Last fall I did a basement for a H/O that hung his own board and nailed on the bead ,,He coated a few bead and tried to tape a few seams with mesh of course !!! Then he gave up!! And called me. He was /Is an agriculture teacher at the local high school So I Schooled him!!!:laughing: He had 2 buckets of that L/W crap sitting in floor .. I didn't notice till I started tearing out his mesh and setting his tribillion screws that I noticed the L/W On his bead was pealing off..All I had to do was thump the bead with my finger and The mud just fell off.. I scraped the mud off and gave the beads a quick sand cleaning and my black top stuck just fine .. I blamed it on the L/W mud ..But thinking back I know He got his bead from the same supply that I deal with. I guess the greasy bead ain't a myth ...Not That I've seen this problem before ..It's new to me...And I've tacked on about 10,000 miles of shiny 90s And never seen mud just fall of like I have recently . 

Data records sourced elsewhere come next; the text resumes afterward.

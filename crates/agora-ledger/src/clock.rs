//! Clock abstraction for the ledger
//!
//! The auction price is a function of elapsed wall-clock time, so the clock
//! is injected rather than read inline. Production uses [`SystemClock`];
//! tests drive [`ManualClock`] to put a job at an exact auction offset.

use std::sync::{PoisonError, RwLock};

use chrono::{DateTime, Duration, Utc};

/// Source of the current time
pub trait Clock: Send + Sync {
    fn now(&self) -> DateTime<Utc>;
}

/// Wall-clock time
#[derive(Debug, Clone, Copy, Default)]
pub struct SystemClock;

impl Clock for SystemClock {
    fn now(&self) -> DateTime<Utc> {
        Utc::now()
    }
}

/// Manually advanced clock for deterministic tests
#[derive(Debug)]
pub struct ManualClock {
    now: RwLock<DateTime<Utc>>,
}

impl ManualClock {
    /// Create a clock frozen at `start`
    pub fn starting_at(start: DateTime<Utc>) -> Self {
        Self {
            now: RwLock::new(start),
        }
    }

    /// Advance the clock by whole seconds
    pub fn advance_secs(&self, secs: i64) {
        let mut now = self.now.write().unwrap_or_else(PoisonError::into_inner);
        *now += Duration::seconds(secs);
    }

    /// Jump the clock to an absolute instant
    pub fn set(&self, at: DateTime<Utc>) {
        *self.now.write().unwrap_or_else(PoisonError::into_inner) = at;
    }
}

impl Default for ManualClock {
    fn default() -> Self {
        Self::starting_at(Utc::now())
    }
}

impl Clock for ManualClock {
    fn now(&self) -> DateTime<Utc> {
        // A DateTime is always valid state, so a poisoned lock is recoverable
        *self.now.read().unwrap_or_else(PoisonError::into_inner)
    }
}

#[cfg(test)]
mod tests {
    use super::*;
    use std::sync::Arc;

    #[test]
    fn test_manual_clock_recovers_from_poisoned_lock() {
        let start = Utc::now();
        let clock = Arc::new(ManualClock::starting_at(start));

        let poisoner = clock.clone();
        std::thread::spawn(move || {
            let _guard = poisoner.now.write().unwrap_or_else(PoisonError::into_inner);
            panic!("poison the clock lock");
        })
        .join()
        .unwrap_err();

        // The clock keeps working: the stored instant is always valid state
        assert_eq!(clock.now(), start);
        clock.advance_secs(5);
        assert_eq!(clock.now(), start + Duration::seconds(5));
    }

    #[test]
    fn test_manual_clock_advances() {
        let start = Utc::now();
        let clock = ManualClock::starting_at(start);

        assert_eq!(clock.now(), start);
        clock.advance_secs(30);
        assert_eq!(clock.now(), start + Duration::seconds(30));

        clock.set(start);
        assert_eq!(clock.now(), start);
    }
}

My bead of choice is the USG B1 Superwides . You can run them with A/P Or Hot mud Both will stick just fine ..The other advantage to P/F Bead is no edge cracks or fastener pops . 


Drywall has many avenues tho!!!! You can take a home with the perfect conditions and have It loaded with a batch of rock that the supplier placed on the boom from the day before Without covering it ...Delivered in a rain storm ...? Attached to a wet green frame..? When I walk out the door some idiot walks in with a propane water hose heater and burns the house..? 

I went back to one home to fix screw pops after the homeowners lived there for 18 months after never having any issues till the hardwood floors started opening up. The floor guy told them it was a lack of moisture ...So they bought two huge humidifiers and place them in the basement and ran those damn things till water was dripping off the floor joist!! The floors closed up! The floor guy was right ... But the sheetrock went to chit . ALL the screws popped ..all the bead crushed in..All the seams peaked.. And this was a 2 story 2000 sg ft home .


----------



## blacktop (Oct 28, 2012)

SmallTownGuy said:


> That is certainly possible. Those pieces are run through a forming mill/press of some type, bound to be lube involved, bound to be ****-up factory days mixed in with the good ones - same as on the job site.
> 
> It's not like a mudder is gonna run his hand on every piece to check how oily or dry it is.
> 
> ...


I'm not a production mudder .. You'd be surprised at just how slow I am.. https://search.yahoo.com/yhs/search?p=sienfeld+mudder+youtube&ei=UTF-8&hspart=mozilla&hsimp=yhs-002



It's wallboard technician !!!!!


----------



## 91782 (Sep 6, 2012)

blacktop said:


> I'm not a production mudder .. You'd be surprised at just how slow I am.. https://search.yahoo.com/yhs/search?p=sienfeld+mudder+youtube&ei=UTF-8&hspart=mozilla&hsimp=yhs-002
> 
> It's wallboard technician !!!!!



I know Mr. Moore, I wanted to be clear that I wasn't trying to put you in the same group as our slap and go boys.

I also think you are on the money with your earlier reply too.:thumbsup:


----------



## elliot (Jan 24, 2009)

Its definitely oil from when the holes were punched, some pieces missed the degreaser ive had it happen a bunch of times but not in a long while.i just spray with degreaser and spray prime then coat


----------